8.     Avoid Over-helping. When the students are doing a task or giving answers in pair or whole class feedback, don’t worry that they can’t make it. Don’t complete their sentences; rather, give them a sufficient time to think, reflect, and produce their answers. Use gestures, one-word prompt and if those don’t work, ask another student for help to encourage peer-support/teaching. Be the last one to speak, not the first one. Help them be autonomous learners.

9.     Circulate and monitor. While the students are working on a task, whether individually or in pairs, you should circulate and monitor them to make sure everyone is on task. You might need to help those who still do not understand, or warn those chatting with their classmates, but don’t interfere or over-help.Engage those who finish early; ask them to find five adjectives in the text, for example, or write four sentences including the new words.

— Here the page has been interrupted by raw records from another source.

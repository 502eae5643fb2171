//! Signature facades.
//!
//! A [`Signer`] or [`Verifier`] digests a message through any number of
//! `update` calls and is finalized by producing or checking one signature.
//! Multi-part signatures (ECDSA `r, s`) can be exchanged either as the raw
//! concatenation or as a DER sequence; the verifier only accepts the DER
//! form when it is the canonical encoding of the parts it carries.

use crate::crypto::alg_id::AlgorithmIdentifier;
use crate::crypto::pk_keys::{PrivateKey, PublicKey, SignatureFormat};
use crate::crypto::pk_ops::{SignatureOp, VerificationOp};
use crate::crypto::pubkey::der_sig::{decode_der_signature, der_encode_signature};
use crate::error::{CryptoError, Result};
use rand_core::CryptoRngCore;

#[derive(Debug, Clone, Copy, PartialEq, Eq)]
enum FacadeState {
    Updating,
    Finalized,
}

fn check_format(alg_name: &str, format: SignatureFormat, parts: usize) -> Result<()> {
    if format == SignatureFormat::DerSequence && parts == 1 {
        return Err(CryptoError::InvalidArgument(format!(
            "{} signatures are a single part and cannot use the DER sequence format",
            alg_name
        )));
    }
    Ok(())
}

fn finalized() -> CryptoError {
    CryptoError::InvalidState("Signature facade already finalized".to_string())
}

pub struct Signer<'k> {
    op: Box<dyn SignatureOp + 'k>,
    format: SignatureFormat,
    parts: usize,
    part_size: usize,
    state: FacadeState,
}

impl<'k> Signer<'k> {
    pub fn new<K: PrivateKey + ?Sized>(
        key: &'k K,
        rng: &mut dyn CryptoRngCore,
        scheme: &str,
        format: SignatureFormat,
        provider: &str,
    ) -> Result<Self> {
        use tracing::debug;

        let alg_name = key.algorithm_name();
        let parts = key.message_parts();
        check_format(alg_name, format, parts)?;

        let op = key
            .create_signature_op(rng, scheme, provider)?
            .ok_or_else(|| CryptoError::unsupported(alg_name, "signature generation"))?;

        debug!(
            target: "pubkey::sign",
            algorithm = %alg_name,
            scheme = %scheme,
            format = ?format,
            "Created signer"
        );

        Ok(Self {
            op,
            format,
            parts,
            part_size: key.message_part_size(),
            state: FacadeState::Updating,
        })
    }

    pub fn update(&mut self, msg: &[u8]) -> Result<()> {
        if self.state == FacadeState::Finalized {
            return Err(finalized());
        }
        self.op.update(msg);
        Ok(())
    }

    /// Sign everything passed to `update`. The signer cannot be reused.
    pub fn signature(&mut self, rng: &mut dyn CryptoRngCore) -> Result<Vec<u8>> {
        if self.state == FacadeState::Finalized {
            return Err(finalized());
        }
        self.state = FacadeState::Finalized;

        let sig = self.op.sign(rng)?;
        match self.format {
            SignatureFormat::Standard => Ok(sig),
            SignatureFormat::DerSequence => {
                der_encode_signature(&sig, self.parts, self.part_size)
            }
        }
    }

    pub fn sign_message(&mut self, msg: &[u8], rng: &mut dyn CryptoRngCore) -> Result<Vec<u8>> {
        self.update(msg)?;
        self.signature(rng)
    }

    /// Exact for the standard format, an upper bound for DER.
    pub fn signature_length(&self) -> usize {
        let sig_len = self.op.signature_length();
        match self.format {
            SignatureFormat::Standard => sig_len,
            // tag + length per integer, sign padding, and the outer header
            SignatureFormat::DerSequence => sig_len + 8 + 4 * self.parts,
        }
    }

    pub fn hash_function(&self) -> String {
        self.op.hash_function()
    }

    pub fn algorithm_identifier(&self) -> AlgorithmIdentifier {
        self.op.algorithm_identifier()
    }
}

pub struct Verifier<'k> {
    op: Box<dyn VerificationOp + 'k>,
    alg_name: &'static str,
    format: SignatureFormat,
    parts: usize,
    part_size: usize,
    state: FacadeState,
}

impl<'k> Verifier<'k> {
    pub fn new<K: PublicKey + ?Sized>(
        key: &'k K,
        scheme: &str,
        format: SignatureFormat,
        provider: &str,
    ) -> Result<Self> {
        let op = key
            .create_verification_op(scheme, provider)?
            .ok_or_else(|| CryptoError::unsupported(key.algorithm_name(), "verification"))?;
        Self::with_op(key, op, scheme, format)
    }

    /// Verifier for a certificate signature, in the key's X.509 format.
    pub fn new_x509<K: PublicKey + ?Sized>(
        key: &'k K,
        signature_algorithm: &AlgorithmIdentifier,
        provider: &str,
    ) -> Result<Self> {
        let op = key
            .create_x509_verification_op(signature_algorithm, provider)?
            .ok_or_else(|| CryptoError::unsupported(key.algorithm_name(), "X.509 verification"))?;
        Self::with_op(
            key,
            op,
            signature_algorithm.to_formatted_string(),
            key.default_x509_signature_format(),
        )
    }

    fn with_op<K: PublicKey + ?Sized>(
        key: &K,
        op: Box<dyn VerificationOp + 'k>,
        scheme: &str,
        format: SignatureFormat,
    ) -> Result<Self> {
        use tracing::debug;

        let alg_name = key.algorithm_name();
        let parts = key.message_parts();
        check_format(alg_name, format, parts)?;

        debug!(
            target: "pubkey::sign",
            algorithm = %alg_name,
            scheme = %scheme,
            format = ?format,
            "Created verifier"
        );

        Ok(Self {
            op,
            alg_name,
            format,
            parts,
            part_size: key.message_part_size(),
            state: FacadeState::Updating,
        })
    }

    pub fn set_input_format(&mut self, format: SignatureFormat) -> Result<()> {
        check_format(self.alg_name, format, self.parts)?;
        self.format = format;
        Ok(())
    }

    pub fn update(&mut self, msg: &[u8]) -> Result<()> {
        if self.state == FacadeState::Finalized {
            return Err(finalized());
        }
        self.op.update(msg);
        Ok(())
    }

    /// Check `sig` over everything passed to `update`.
    ///
    /// Never fails: malformed signatures, encoding errors and reuse after
    /// finalization all read as `false`.
    pub fn check_signature(&mut self, sig: &[u8]) -> bool {
        if self.state == FacadeState::Finalized {
            return false;
        }
        self.state = FacadeState::Finalized;
        self.check(sig).unwrap_or(false)
    }

    pub fn verify_message(&mut self, msg: &[u8], sig: &[u8]) -> bool {
        self.update(msg).is_ok() && self.check_signature(sig)
    }

    pub fn hash_function(&self) -> String {
        self.op.hash_function()
    }

    fn check(&mut self, sig: &[u8]) -> Result<bool> {
        match self.format {
            SignatureFormat::Standard => self.op.is_valid_signature(sig),
            SignatureFormat::DerSequence => {
                let decoded = decode_der_signature(sig, self.parts, self.part_size)?;
                let valid = self.op.is_valid_signature(&decoded.raw)?;
                Ok(bool::from(decoded.canonical) && valid)
            }
        }
    }
}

10. Vary the feedback stages. Instead of constantly nominating individual students to provide answers to the whole class in a T-Ss interaction, you can display the answers for them on the white board/screen to check. You could ask some students to come to the board and write the answers for the class after a brainstorming activity. Alternatively, you can provide one student with half of the answers and his/her partner with the other half. They work in pairs to exchange the answers; that would make the feedback more student-centered.

11.  Let your Students practice grammar. Don’t worry if the students don’t get the concept of the target language 100% from the first time, they still need a lot of practice to grasp the meaning and to be able to use the TL productively. Avoid long explanations; provide adequate controlled, semi-controlled, and freer-practice activities to help the students encounter and make more decisions about the TL over a number of contexts.

12. Set a time limit. Allocate a time limit for each task to get the students more challenged and focused. Stop the activity if most of the students have finished before the time is over or give more time if most of them are still involved. 

13.  Encourage your Students to speak English more. Don’t hear or understand your students when they talk to you in their mother tongue, accept only English. 
   Would you add any other useful techniques to the above list? Let us hear from you?